Lawsuits against parents
Action against alleged abusers may only be taken in the civil courts within six years of the alleged physical or sexual abuse or six years of the age of majority (i.e. until 24). This is because the acts are assaults and therefore actionable under the law of trespass to the person where the strict limitation period prevails.
Different rules apply under negligence where there is judicial discretion to waive the normal three years within which to sue. Negligence entails a breach of a duty of care so that one parent might conceivably be sued if it is alleged that s/he knew about the abuse and failed to protect the child.
Usually negligence suits involving abuse are against institutions and schools rather than parents or relatives, but exceptions do exist.
A 1998 consultation paper by the Law Commission recommended changes in the current law which will result in lawsuits similar to those in the USA on the basis of recovered memory or alleged delayed discovery of the effects. Many of the recommendations seem likely to be incorporated into changes to the Limitation Act 1980 following the Law Lords ruling in January 2008 in the case of A v Hoare. This case was one of six considered by the Court. (See A v Hoare – Opening the flood gates? in the BFMS Newsletter March 2008, Vol. 16, No. 1, page 21)
The BFMS is concerned by this development as it proposed to the Law Commission that a cause of action should exist in retrospective child abuse cases only where it is possible to objectively determine the existence of the alleged abuse i.e. there must be independent corroboration. In Hoare the House of Lords recognised that their decision might well lead to a great number of claims from victims seeking to disapply the three year limitation period. However, the inhibiting effect of sexual abuse upon a victim’s preparedness to bring proceedings will not automatically lead to a Court exercising a Section 33 discretion (discretionary extension) in his or her favour. It will be just one of the factors to be considered by a judge when exercising discretion and in the absence of cogent evidence or of a complaint made and recorded at the time or of a conviction for the abuse complained of, many cases may well be unable to proceed out of time.
Action against mental health professionals and institutions for false memories/ allegations
Medical negligence connected with false or recovered memory may be subject to claims made by former patients. In the USA since 1994 there have been multi-million dollar settlements by psychiatrists and hospitals diagnosing and treating Multiple Personality Disorder. (See the FMSF Website at www.fmsfonline.org)

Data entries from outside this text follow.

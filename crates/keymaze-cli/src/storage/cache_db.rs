//! SQLite-backed, append-only cache of device data
//!
//! Three tables:
//! - dev_info: one row per watch, keyed by serial number
//! - tp_catalog: activity catalog entries, keyed by (device, start)
//! - tp_points: GPS samples, keyed by (device, track, point)
//!
//! Rows are only ever inserted. Batches are written in one transaction.

use std::collections::HashSet;
use std::path::Path;

use chrono::NaiveDate;
use rusqlite::{params, Connection, OptionalExtension, Row};

use crate::error::{KeymazeError, Result};
use crate::models::{
    CatalogEntry, CatalogSummary, DeviceId, DeviceIdentity, DeviceRecord, Gender, TrackPoint,
};

/// Row counts of the cache tables
#[derive(Debug, Clone, Copy, Default, PartialEq, Eq)]
pub struct CacheCounts {
    pub devices: u32,
    pub catalog_entries: u32,
    pub points: u32,
}

/// SQLite database holding the cached device data
pub struct CacheDb {
    conn: Connection,
}

impl CacheDb {
    /// Open or create the cache database
    pub fn open(path: impl AsRef<Path>) -> Result<Self> {
        let conn = Connection::open(path.as_ref())
            .map_err(|e| KeymazeError::Database(format!("Failed to open cache database: {}", e)))?;

        let db = Self { conn };
        db.migrate()?;
        Ok(db)
    }

    /// Open an in-memory database (for testing)
    pub fn open_in_memory() -> Result<Self> {
        let conn = Connection::open_in_memory().map_err(|e| {
            KeymazeError::Database(format!("Failed to open in-memory database: {}", e))
        })?;

        let db = Self { conn };
        db.migrate()?;
        Ok(db)
    }

    /// Create the tables
    fn migrate(&self) -> Result<()> {
        self.conn
            .execute_batch(
                r#"
                CREATE TABLE IF NOT EXISTS dev_info (
                    device INTEGER PRIMARY KEY AUTOINCREMENT,
                    serialnumber TEXT NOT NULL UNIQUE,
                    name TEXT NOT NULL,
                    user TEXT NOT NULL,
                    gender TEXT NOT NULL,
                    age INTEGER NOT NULL,
                    weight INTEGER NOT NULL,
                    height INTEGER NOT NULL,
                    birthday TEXT
                );

                CREATE TABLE IF NOT EXISTS tp_catalog (
                    device INTEGER NOT NULL,
                    start INTEGER NOT NULL,
                    time INTEGER NOT NULL,
                    distance INTEGER NOT NULL,
                    kcal INTEGER NOT NULL,
                    maxspeed INTEGER NOT NULL,
                    maxheart INTEGER NOT NULL,
                    avgheart INTEGER NOT NULL,
                    cmlplus INTEGER NOT NULL,
                    cmlmin INTEGER NOT NULL,
                    track INTEGER NOT NULL,
                    id INTEGER NOT NULL,
                    UNIQUE (device, start)
                );

                CREATE TABLE IF NOT EXISTS tp_points (
                    device INTEGER NOT NULL,
                    track INTEGER NOT NULL,
                    point INTEGER NOT NULL,
                    lat INTEGER NOT NULL,
                    long INTEGER NOT NULL,
                    alt INTEGER NOT NULL,
                    speed INTEGER NOT NULL,
                    heart INTEGER NOT NULL,
                    delta INTEGER NOT NULL,
                    PRIMARY KEY (device, track, point)
                );
                "#,
            )
            .map_err(|e| KeymazeError::Database(format!("Failed to run migrations: {}", e)))?;

        Ok(())
    }

    // =========================================================================
    // Devices
    // =========================================================================

    /// Get the device id recorded for a serial number
    pub fn find_device(&self, serial_number: &str) -> Result<Option<DeviceId>> {
        self.conn
            .query_row(
                "SELECT device FROM dev_info WHERE serialnumber = ?",
                params![serial_number],
                |row| row.get(0).map(DeviceId),
            )
            .optional()
            .map_err(|e| KeymazeError::Database(format!("Failed to get device: {}", e)))
    }

    /// Record a newly discovered device
    pub fn insert_device(&self, info: &DeviceIdentity) -> Result<DeviceId> {
        let birthday = info.birthday.map(|d| d.format("%Y-%m-%d").to_string());

        self.conn
            .execute(
                "INSERT INTO dev_info (serialnumber, name, user, gender, age, weight, height, birthday)
                 VALUES (?, ?, ?, ?, ?, ?, ?, ?)",
                params![
                    info.serial_number,
                    info.name,
                    info.user,
                    info.gender.as_str(),
                    info.age,
                    info.weight,
                    info.height,
                    birthday,
                ],
            )
            .map_err(|e| KeymazeError::Database(format!("Failed to insert device: {}", e)))?;

        Ok(DeviceId(self.conn.last_insert_rowid()))
    }

    /// Get a device record by id
    pub fn device(&self, device: DeviceId) -> Result<Option<DeviceRecord>> {
        self.conn
            .query_row(
                "SELECT device, serialnumber, name, user, gender, age, weight, height, birthday
                 FROM dev_info WHERE device = ?",
                params![device.0],
                device_from_row,
            )
            .optional()
            .map_err(|e| KeymazeError::Database(format!("Failed to get device: {}", e)))
    }

    /// Get the first device ever recorded
    pub fn first_device(&self) -> Result<Option<DeviceRecord>> {
        self.conn
            .query_row(
                "SELECT device, serialnumber, name, user, gender, age, weight, height, birthday
                 FROM dev_info ORDER BY device ASC LIMIT 1",
                [],
                device_from_row,
            )
            .optional()
            .map_err(|e| KeymazeError::Database(format!("Failed to get device: {}", e)))
    }

    // =========================================================================
    // Catalog
    // =========================================================================

    /// Start times of every cached catalog entry of a device
    pub fn catalog_starts(&self, device: DeviceId) -> Result<HashSet<i64>> {
        let mut stmt = self
            .conn
            .prepare("SELECT start FROM tp_catalog WHERE device = ?")
            .map_err(|e| KeymazeError::Database(format!("Failed to prepare query: {}", e)))?;

        let rows = stmt
            .query_map(params![device.0], |row| row.get::<_, i64>(0))
            .map_err(|e| KeymazeError::Database(format!("Failed to query catalog: {}", e)))?;

        rows.collect::<std::result::Result<HashSet<_>, _>>()
            .map_err(|e| KeymazeError::Database(e.to_string()))
    }

    /// Insert catalog entries in one transaction
    ///
    /// Entries whose start time is already cached for the device are left
    /// untouched. Returns the number of rows inserted.
    pub fn insert_catalog_entries(
        &mut self,
        device: DeviceId,
        entries: &[CatalogEntry],
    ) -> Result<usize> {
        let tx = self
            .conn
            .transaction()
            .map_err(|e| KeymazeError::Database(format!("Failed to begin transaction: {}", e)))?;

        let mut inserted = 0;
        {
            let mut stmt = tx
                .prepare(
                    "INSERT OR IGNORE INTO tp_catalog
                     (device, start, time, distance, kcal, maxspeed, maxheart, avgheart,
                      cmlplus, cmlmin, track, id)
                     VALUES (?, ?, ?, ?, ?, ?, ?, ?, ?, ?, ?, ?)",
                )
                .map_err(|e| KeymazeError::Database(format!("Failed to prepare insert: {}", e)))?;

            for e in entries {
                inserted += stmt
                    .execute(params![
                        device.0,
                        e.start,
                        e.time,
                        e.distance,
                        e.kcal,
                        e.max_speed,
                        e.max_heart,
                        e.avg_heart,
                        e.cumul_plus,
                        e.cumul_minus,
                        e.track,
                        e.index,
                    ])
                    .map_err(|err| {
                        KeymazeError::Database(format!("Failed to insert catalog entry: {}", err))
                    })?;
            }
        }

        tx.commit()
            .map_err(|e| KeymazeError::Database(format!("Failed to commit catalog: {}", e)))?;

        Ok(inserted)
    }

    /// Get all cached catalog entries of a device with their derived statistics
    pub fn catalog(&self, device: DeviceId) -> Result<Vec<CatalogSummary>> {
        let mut stmt = self
            .conn
            .prepare(
                "SELECT c.start, c.time, c.distance, c.kcal, c.maxspeed, c.maxheart, c.avgheart,
                        c.cmlplus, c.cmlmin, c.track, c.id,
                        p.alt_min, p.alt_max, p.delta_sum
                 FROM tp_catalog c
                 LEFT JOIN (
                     SELECT track, MIN(alt) AS alt_min, MAX(alt) AS alt_max, SUM(delta) AS delta_sum
                     FROM tp_points
                     WHERE device = ?1
                     GROUP BY track
                 ) p ON p.track = c.track
                 WHERE c.device = ?1
                 ORDER BY c.start ASC",
            )
            .map_err(|e| KeymazeError::Database(format!("Failed to prepare query: {}", e)))?;

        let rows = stmt
            .query_map(params![device.0], |row| {
                Ok(CatalogSummary {
                    device,
                    entry: CatalogEntry {
                        start: row.get(0)?,
                        time: row.get(1)?,
                        distance: row.get(2)?,
                        kcal: row.get(3)?,
                        max_speed: row.get(4)?,
                        max_heart: row.get(5)?,
                        avg_heart: row.get(6)?,
                        cumul_plus: row.get(7)?,
                        cumul_minus: row.get(8)?,
                        track: row.get(9)?,
                        index: row.get(10)?,
                    },
                    alt_min: row.get(11)?,
                    alt_max: row.get(12)?,
                    duration: row.get::<_, Option<i64>>(13)?.map(|tenths| tenths / 10),
                })
            })
            .map_err(|e| KeymazeError::Database(format!("Failed to query catalog: {}", e)))?;

        rows.collect::<std::result::Result<Vec<_>, _>>()
            .map_err(|e| KeymazeError::Database(e.to_string()))
    }

    // =========================================================================
    // Track points
    // =========================================================================

    /// Check whether any point is cached for a track
    pub fn has_points(&self, device: DeviceId, track: u16) -> Result<bool> {
        self.conn
            .query_row(
                "SELECT 1 FROM tp_points WHERE device = ? AND track = ? LIMIT 1",
                params![device.0, track],
                |_| Ok(()),
            )
            .optional()
            .map(|row| row.is_some())
            .map_err(|e| KeymazeError::Database(format!("Failed to check points: {}", e)))
    }

    /// Insert the points of a track, numbered 1..=N in order, in one transaction
    pub fn insert_points(
        &mut self,
        device: DeviceId,
        track: u16,
        points: &[TrackPoint],
    ) -> Result<usize> {
        let tx = self
            .conn
            .transaction()
            .map_err(|e| KeymazeError::Database(format!("Failed to begin transaction: {}", e)))?;

        {
            let mut stmt = tx
                .prepare(
                    "INSERT INTO tp_points
                     (device, track, point, lat, long, alt, speed, heart, delta)
                     VALUES (?, ?, ?, ?, ?, ?, ?, ?, ?)",
                )
                .map_err(|e| KeymazeError::Database(format!("Failed to prepare insert: {}", e)))?;

            for (seq, p) in points.iter().enumerate() {
                stmt.execute(params![
                    device.0,
                    track,
                    seq as i64 + 1,
                    p.lat,
                    p.lon,
                    p.alt,
                    p.speed,
                    p.heart,
                    p.delta,
                ])
                .map_err(|e| KeymazeError::Database(format!("Failed to insert point: {}", e)))?;
            }
        }

        tx.commit()
            .map_err(|e| KeymazeError::Database(format!("Failed to commit points: {}", e)))?;

        Ok(points.len())
    }

    /// Get the cached points of a track, in sequence order
    pub fn points(&self, device: DeviceId, track: u16) -> Result<Vec<TrackPoint>> {
        let mut stmt = self
            .conn
            .prepare(
                "SELECT lat, long, alt, speed, heart, delta FROM tp_points
                 WHERE device = ? AND track = ?
                 ORDER BY point ASC",
            )
            .map_err(|e| KeymazeError::Database(format!("Failed to prepare query: {}", e)))?;

        let rows = stmt
            .query_map(params![device.0, track], |row| {
                Ok(TrackPoint {
                    lat: row.get(0)?,
                    lon: row.get(1)?,
                    alt: row.get(2)?,
                    speed: row.get(3)?,
                    heart: row.get(4)?,
                    delta: row.get(5)?,
                })
            })
            .map_err(|e| KeymazeError::Database(format!("Failed to query points: {}", e)))?;

        rows.collect::<std::result::Result<Vec<_>, _>>()
            .map_err(|e| KeymazeError::Database(e.to_string()))
    }

    // =========================================================================
    // Status
    // =========================================================================

    /// Count rows in every table
    pub fn counts(&self) -> Result<CacheCounts> {
        let count = |table: &str| -> Result<u32> {
            self.conn
                .query_row(&format!("SELECT COUNT(*) FROM {}", table), [], |row| {
                    row.get(0)
                })
                .map_err(|e| KeymazeError::Database(format!("Failed to count {}: {}", table, e)))
        };

        Ok(CacheCounts {
            devices: count("dev_info")?,
            catalog_entries: count("tp_catalog")?,
            points: count("tp_points")?,
        })
    }
}

fn device_from_row(row: &Row<'_>) -> rusqlite::Result<DeviceRecord> {
    Ok(DeviceRecord {
        device: DeviceId(row.get(0)?),
        identity: DeviceIdentity {
            serial_number: row.get(1)?,
            name: row.get(2)?,
            user: row.get(3)?,
            gender: Gender::parse(&row.get::<_, String>(4)?),
            age: row.get(5)?,
            weight: row.get(6)?,
            height: row.get(7)?,
            birthday: row
                .get::<_, Option<String>>(8)?
                .and_then(|s| NaiveDate::parse_from_str(&s, "%Y-%m-%d").ok()),
        },
    })
}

Legal aid may be available in some cases. Conditional fee arrangements are possible but would require high legal insurance premiums and may incur extra court costs not covered.
Third party lawsuits against mental health professionals are commonly thought to be impossible in the UK. However, this is a fluid area and given the seriousness of the allegations and the foreseeable harm to the accused the law may yet develop in this area echoing the Hungerford and Jones (1998) ruling in the USA, (Supreme Court of New Hampshire).
BFMS is a small but national charity. We do not give formal legal opinions or advice. Whilst every care is taken with regard to information contained in the Society’s correspondence, newsletter or displayed on this web-site, we cannot accept liability arising from reliance upon the same, howsoever arising.
This means that the Society does not operate a legal help-line as such, nor do we provide legal advice. (We can assist solicitors with assessing the potential that a case shows indications of the presence of false memory.)
The Society will, where possible, be pleased to provide such professionals with extracts from our archive of relevant research.
Essentially, the Society can be most useful where a point has already been identified in a case which falls within the ambit of the Society’s researches i.e. issues of memory, “False Memory”, “Recovered Memory”, reliability of evidence based upon memory and related issues.